La crisis moral desencadenada en la
protagonista Iris (Samantha Morton) por la muerte de su madre es el tema que
estructura la trama –palabra demasiado generosa para una mera sucesión de
estados anímicos– de la ópera prima de Carine Adler. Para desahogar sus
penas, Iris explorará su sexualidad, entregando el cuerpo a cuanto hombre
se le cruce. También comentará sus desahuciados pensamientos en voz en off
y describirá sus relaciones; las imágenes de los encuentros amorosos –también
hay masturbaciones– de la protagonista están acompañadas de meticulosos
monólogos en los que explicita sus sensaciones físicas.
Samantha Morton (la mudita de Dulce y melancólico) interpreta con
eficacia a una chica de movimientos torpes y aniñados, que contrastan con
el desenfreno de sus apetitos sexuales. Su actuación es quizá lo mejor de
esta película, pobre en invenciones por donde se la quiera mirar.
Es fácil explicar esta pobreza: una idea no basta para desarrollar un
argumento, menos cuando los experimentos formales son recatados: cámara en
movimiento, puesta en escena marcadamente esteticista y poco más.
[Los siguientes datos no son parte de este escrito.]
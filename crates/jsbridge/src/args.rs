//! Outbound argument buffers.
//!
//! An argument list is encoded into a contiguous array of [`RawValue`]s
//! whose base pointer and count are handed to the boundary for exactly one
//! call. [`RawArgs`] borrows the buffer, so the pointer cannot outlive the
//! scope that built it.

use crate::value::JsValue;
use jsbridge_wire::RawValue;

/// An encoded argument list that owns its storage.
#[derive(Debug, Clone, Default)]
pub struct RawArguments {
    values: Vec<RawValue>,
}

impl RawArguments {
    /// Encode each argument independently, in order.
    pub fn encode(args: &[JsValue]) -> Self {
        Self {
            values: args.iter().map(JsValue::encode).collect(),
        }
    }

    pub fn as_args(&self) -> RawArgs<'_> {
        RawArgs {
            values: &self.values,
        }
    }

    pub fn len(&self) -> usize {
        self.values.len()
    }

    pub fn is_empty(&self) -> bool {
        self.values.is_empty()
    }
}

/// Borrowed pointer/count view of an encoded argument list.
#[derive(Debug, Clone, Copy)]
pub struct RawArgs<'a> {
    values: &'a [RawValue],
}

impl<'a> RawArgs<'a> {
    /// Base address of the buffer. Never null: an empty list yields a
    /// dangling, well-aligned pointer that must not be read.
    pub fn as_ptr(&self) -> *const RawValue {
        self.values.as_ptr()
    }

    pub fn argc(&self) -> u32 {
        // Argument lists are built from slices of native values; more than
        // u32::MAX of them cannot be encoded in the first place.
        self.values.len() as u32
    }

    pub fn as_slice(&self) -> &'a [RawValue] {
        self.values
    }

    pub fn decode_all(&self) -> Vec<JsValue> {
        self.values.iter().map(JsValue::decode).collect()
    }
}

/// Encode `args`, run `body` with a view of the encoded buffer, then drop
/// the buffer. The buffer is released on every exit path, unwinding
/// included.
pub fn with_raw_values<R>(args: &[JsValue], body: impl FnOnce(RawArgs<'_>) -> R) -> R {
    let encoded = RawArguments::encode(args);
    body(encoded.as_args())
}
//! Machine-readable description of the wire protocol.

use jsbridge_wire::raw::{KIND_OFFSET, PAYLOAD_OFFSETS};
use jsbridge_wire::{symbols, ValueKind, VALUE_SIZE};
use serde::{Deserialize, Serialize};
use std::collections::BTreeMap;

/// Everything the JavaScript runtime glue needs to read and write wire
/// records and to wire up imports and exports.
#[derive(Debug, Clone, PartialEq, Eq, Serialize, Deserialize)]
pub struct WireLayout {
    pub version: String,
    /// Size of one record in bytes.
    pub value_size: u32,
    pub kind_offset: u32,
    pub payload_offsets: [u32; 3],
    /// Kind name → tag.
    pub kinds: BTreeMap<String, u32>,
    pub import_module: String,
    /// Functions the glue must provide.
    pub imports: Vec<String>,
    /// Functions the glue may call.
    pub exports: Vec<String>,
}

impl WireLayout {
    /// The layout this build speaks.
    pub fn current() -> Self {
        Self {
            version: env!("CARGO_PKG_VERSION").to_string(),
            value_size: VALUE_SIZE,
            kind_offset: KIND_OFFSET,
            payload_offsets: PAYLOAD_OFFSETS,
            kinds: ValueKind::ALL
                .iter()
                .map(|k| (k.name().to_string(), k.code()))
                .collect(),
            import_module: symbols::IMPORT_MODULE.to_string(),
            imports: symbols::IMPORTS.iter().map(|s| s.to_string()).collect(),
            exports: symbols::EXPORTS.iter().map(|s| s.to_string()).collect(),
        }
    }

    /// Serialize to the JSON document returned by `wire_layout()`.
    pub fn to_json(&self) -> String {
        serde_json::to_string(self).unwrap_or_else(|e| {
            format!(r#"{{"error":"Serialization error: {}"}}"#, e)
        })
    }
}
Ciertas escenas recuerdan a La caída de los ángeles (es decir, a
lo peor de Wong Kar-Wai). Ciertos datos del vestuario remiten a otra
obra de este director, Chungking Express; Iris usa la peluca de su
madre y anteojos de sol. Nos viene al pelo, por la pretensión estética, la
comparación con este director, que en sus mejores obras, como en la última
mencionada, sí sabe combinar los recursos formales con invenciones
circunstanciales interesantes (¿recuerdan la voz en off que comenta con
detalle horario el rozamiento en la calle de los enamorados personajes?; ¿y
la melancolía que sugería el vencimiento de la lata de conserva?). La
directora primeriza de A flor de piel, en cambio, mezcla música
tecno con desgarramiento emocional. Y su "poética" siempre se ve
eclipsada por la falta de un elemento que contenga y desarrolle la idea de
la trama.
Imaginen una historia similar pero con un protagonista masculino: el
hombre, desconsolado por una muerte, se tira a todas las muchachas
que se le cruzan en el camino. ¿No sería una propuesta demasiado simple,
elemental, grosera incluso? Ahora, vuelvan a pensar en una mujer como
protagonista. Conclusión: extrañamos a Doris Dörrie, a Jane Campion, que
cuando hablan de mujeres las abordan, esencialmente, como seres humanos. En A
flor de piel, más allá de la "ruptura" de alguna convención
sexista ya superada, no aparece aporte alguno a la temática femenina, ni a
la masculina, ni a la cinematográfica.